● **EXERCISE OBJECTIVE**: Every line of the data is to be retyped exactly.

┌──

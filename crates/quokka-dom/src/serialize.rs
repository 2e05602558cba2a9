//! Tree serialization back to markup.
//!
//! [§ 13.3 Serializing HTML fragments](https://html.spec.whatwg.org/multipage/parsing.html#serialising-html-fragments)
//!
//! One serializer handles both syntaxes; the `xml` flag selects empty-tag
//! and empty-attribute forms. Output is lossless for what the parser keeps:
//! attribute insertion order, comment and CDATA payloads, and raw text.

use crate::{NodeData, NodeId, Tree, xml_escape};

/// [§ 13.1.2 Elements](https://html.spec.whatwg.org/multipage/syntax.html#void-elements)
/// "Void elements can't have any contents."
///
/// Includes the obsolete `keygen` and `menuitem` for leniency.
#[must_use]
pub fn is_void_element(tag: &str) -> bool {
    matches!(
        tag,
        "area"
            | "base"
            | "br"
            | "col"
            | "embed"
            | "hr"
            | "img"
            | "input"
            | "keygen"
            | "link"
            | "menuitem"
            | "meta"
            | "param"
            | "source"
            | "track"
            | "wbr"
    )
}

/// Serialize a node and its subtree to markup.
#[must_use]
pub fn render(tree: &Tree, id: NodeId, xml: bool) -> String {
    let mut out = String::new();
    render_node(tree, id, xml, &mut out);
    out
}

/// Serialize only the children of a node, in order.
///
/// This is the "inner HTML" form; container nodes (Document, Fragment)
/// serialize to exactly this.
#[must_use]
pub fn render_children(tree: &Tree, id: NodeId, xml: bool) -> String {
    let mut out = String::new();
    for &child in tree.children(id) {
        render_node(tree, child, xml, &mut out);
    }
    out
}

fn render_node(tree: &Tree, id: NodeId, xml: bool, out: &mut String) {
    let Some(node) = tree.get(id) else { return };
    match &node.data {
        NodeData::Document { .. } | NodeData::Fragment => {
            for &child in &node.children {
                render_node(tree, child, xml, out);
            }
        }
        NodeData::Element(_) => render_element(tree, id, xml, out),
        NodeData::Text { content, raw } => {
            if *raw {
                out.push_str(content);
            } else {
                out.push_str(&xml_escape(content));
            }
        }
        NodeData::Comment(content) => {
            out.push_str("<!--");
            out.push_str(content);
            out.push_str("-->");
        }
        NodeData::Cdata(content) => {
            out.push_str("<![CDATA[");
            out.push_str(content);
            out.push_str("]]>");
        }
        NodeData::ProcessingInstruction(content) => {
            out.push_str("<?");
            out.push_str(content);
            out.push_str("?>");
        }
        NodeData::Doctype { name, .. } => {
            out.push_str("<!DOCTYPE ");
            out.push_str(name);
            out.push('>');
        }
    }
}

fn render_element(tree: &Tree, id: NodeId, xml: bool, out: &mut String) {
    let Some(el) = tree.as_element(id) else { return };
    out.push('<');
    out.push_str(&el.tag_name);

    for (name, value) in el.attrs.iter() {
        out.push(' ');
        out.push_str(name);
        if value.is_empty() && !xml {
            continue;
        }
        out.push_str("=\"");
        if value.is_empty() {
            // "Attribute minimization" is forbidden in XML; repeat the name.
            out.push_str(name);
        } else {
            out.push_str(&xml_escape(value));
        }
        out.push('"');
    }

    // An extracted template keeps its children in a separate content
    // fragment; serialize that fragment inline so the markup round-trips.
    let content = el
        .template_content
        .filter(|_| el.tag_name == "template" && !xml);

    let children = content.map_or_else(|| tree.children(id), |c| tree.children(c));

    if !xml && is_void_element(&el.tag_name) {
        out.push('>');
        return;
    }
    if xml && children.is_empty() {
        out.push_str(" />");
        return;
    }

    out.push('>');
    for &child in children {
        render_node(tree, child, xml, out);
    }
    out.push_str("</");
    out.push_str(&el.tag_name);
    out.push('>');
}
//! Tokens produced by the markup tokenizer.

/// A single markup construct.
///
/// Text payloads are the raw source slices; character references are
/// resolved by the tree builder. Attribute values are already decoded.
#[derive(Debug, Clone, PartialEq, Eq)]
pub enum Token {
    /// A run of character data between constructs (may be a lone `<` that
    /// failed to open a tag).
    Text(String),
    /// A document type declaration; the payload is the declaration body.
    Doctype(String),
    /// A comment; the payload excludes the `<!--`/`-->` markers.
    Comment(String),
    /// A CDATA section; the payload excludes the `<![CDATA[`/`]]>` markers.
    Cdata(String),
    /// A processing instruction; the payload excludes the `<?`/`?>` markers.
    ProcessingInstruction(String),
    /// A start tag.
    StartTag {
        /// Tag name, lowercased in HTML mode.
        name: String,
        /// Attributes in source order with duplicates collapsed.
        attrs: Vec<(String, String)>,
        /// Whether the tag carried a `/` before `>`.
        self_closing: bool,
    },
    /// An end tag; attributes on end tags are discarded.
    EndTag(String),
}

└──

● **PROBLEM SOLUTION**:
filename crates/quokka-dom/src/serialize.rs
repository 2e05602558cba2a9
//! Tree serialization back to markup.
//!
//! [§ 13.3 Serializing HTML fragments](https://html.spec.whatwg.org/multipage/parsing.html#serialising-html-fragments)
//!
//! One serializer handles both syntaxes; the `xml` flag selects empty-tag
//! and empty-attribute forms. Output is lossless for what the parser keeps:
//! attribute insertion order, comment and CDATA payloads, and raw text.

use crate::{NodeData, NodeId, Tree, xml_escape};

/// [§ 13.1.2 Elements](https://html.spec.whatwg.org/multipage/syntax.html#void-elements)
/// "Void elements can't have any contents."
///
/// Includes the obsolete `keygen` and `menuitem` for leniency.
#[must_use]
pub fn is_void_element(tag: &str) -> bool {
    matches!(
        tag,
        "area"
            | "base"
            | "br"
            | "col"
            | "embed"
            | "hr"
            | "img"
            | "input"
            | "keygen"
            | "link"
            | "menuitem"
            | "meta"
            | "param"
            | "source"
            | "track"
            | "wbr"
    )
}

/// Serialize a node and its subtree to markup.
#[must_use]
pub fn render(tree: &Tree, id: NodeId, xml: bool) -> String {
    let mut out = String::new();
    render_node(tree, id, xml, &mut out);
    out
}

/// Serialize only the children of a node, in order.
///
/// This is the "inner HTML" form; container nodes (Document, Fragment)
/// serialize to exactly this.
#[must_use]
pub fn render_children(tree: &Tree, id: NodeId, xml: bool) -> String {
    let mut out = String::new();
    for &child in tree.children(id) {
        render_node(tree, child, xml, &mut out);
    }
    out
}

fn render_node(tree: &Tree, id: NodeId, xml: bool, out: &mut String) {
    let Some(node) = tree.get(id) else { return };
    match &node.data {
        NodeData::Document { .. } | NodeData::Fragment => {
            for &child in &node.children {
                render_node(tree, child, xml, out);
            }
        }
        NodeData::Element(_) => render_element(tree, id, xml, out),
        NodeData::Text { content, raw } => {
            if *raw {
                out.push_str(content);
            } else {
                out.push_str(&xml_escape(content));
            }
        }
        NodeData::Comment(content) => {
            out.push_str("<!--");
            out.push_str(content);
            out.push_str("-->");
        }
        NodeData::Cdata(content) => {
            out.push_str("<![CDATA[");
            out.push_str(content);
            out.push_str("]]>");
        }
        NodeData::ProcessingInstruction(content) => {
            out.push_str("<?");
            out.push_str(content);
            out.push_str("?>");
        }
        NodeData::Doctype { name, .. } => {
            out.push_str("<!DOCTYPE ");
            out.push_str(name);
            out.push('>');
        }
    }
}

fn render_element(tree: &Tree, id: NodeId, xml: bool, out: &mut String) {
    let Some(el) = tree.as_element(id) else { return };
    out.push('<');
    out.push_str(&el.tag_name);

    for (name, value) in el.attrs.iter() {
        out.push(' ');
        out.push_str(name);
        if value.is_empty() && !xml {
            continue;
        }
        out.push_str("=\"");
        if value.is_empty() {
            // "Attribute minimization" is forbidden in XML; repeat the name.
            out.push_str(name);
        } else {
            out.push_str(&xml_escape(value));
        }
        out.push('"');
    }

    // An extracted template keeps its children in a separate content
    // fragment; serialize that fragment inline so the markup round-trips.
    let content = el
        .template_content
        .filter(|_| el.tag_name == "template" && !xml);

    let children = content.map_or_else(|| tree.children(id), |c| tree.children(c));

    if !xml && is_void_element(&el.tag_name) {
        out.push('>');
        return;
    }
    if xml && children.is_empty() {
        out.push_str(" />");
        return;
    }

    out.push('>');
    for &child in children {
        render_node(tree, child, xml, out);
    }
    out.push_str("</");
    out.push_str(&el.tag_name);
    out.push('>');
}
//! Tokens produced by the markup tokenizer.

/// A single markup construct.
///
/// Text payloads are the raw source slices; character references are
/// resolved by the tree builder. Attribute values are already decoded.
#[derive(Debug, Clone, PartialEq, Eq)]
pub enum Token {
    /// A run of character data between constructs (may be a lone `<` that
    /// failed to open a tag).
    Text(String),
    /// A document type declaration; the payload is the declaration body.
    Doctype(String),
    /// A comment; the payload excludes the `<!--`/`-->` markers.
    Comment(String),
    /// A CDATA section; the payload excludes the `<![CDATA[`/`]]>` markers.
    Cdata(String),
    /// A processing instruction; the payload excludes the `<?`/`?>` markers.
    ProcessingInstruction(String),
    /// A start tag.
    StartTag {
        /// Tag name, lowercased in HTML mode.
        name: String,
        /// Attributes in source order with duplicates collapsed.
        attrs: Vec<(String, String)>,
        /// Whether the tag carried a `/` before `>`.
        self_closing: bool,
    },
    /// An end tag; attributes on end tags are discarded.
    EndTag(String),
}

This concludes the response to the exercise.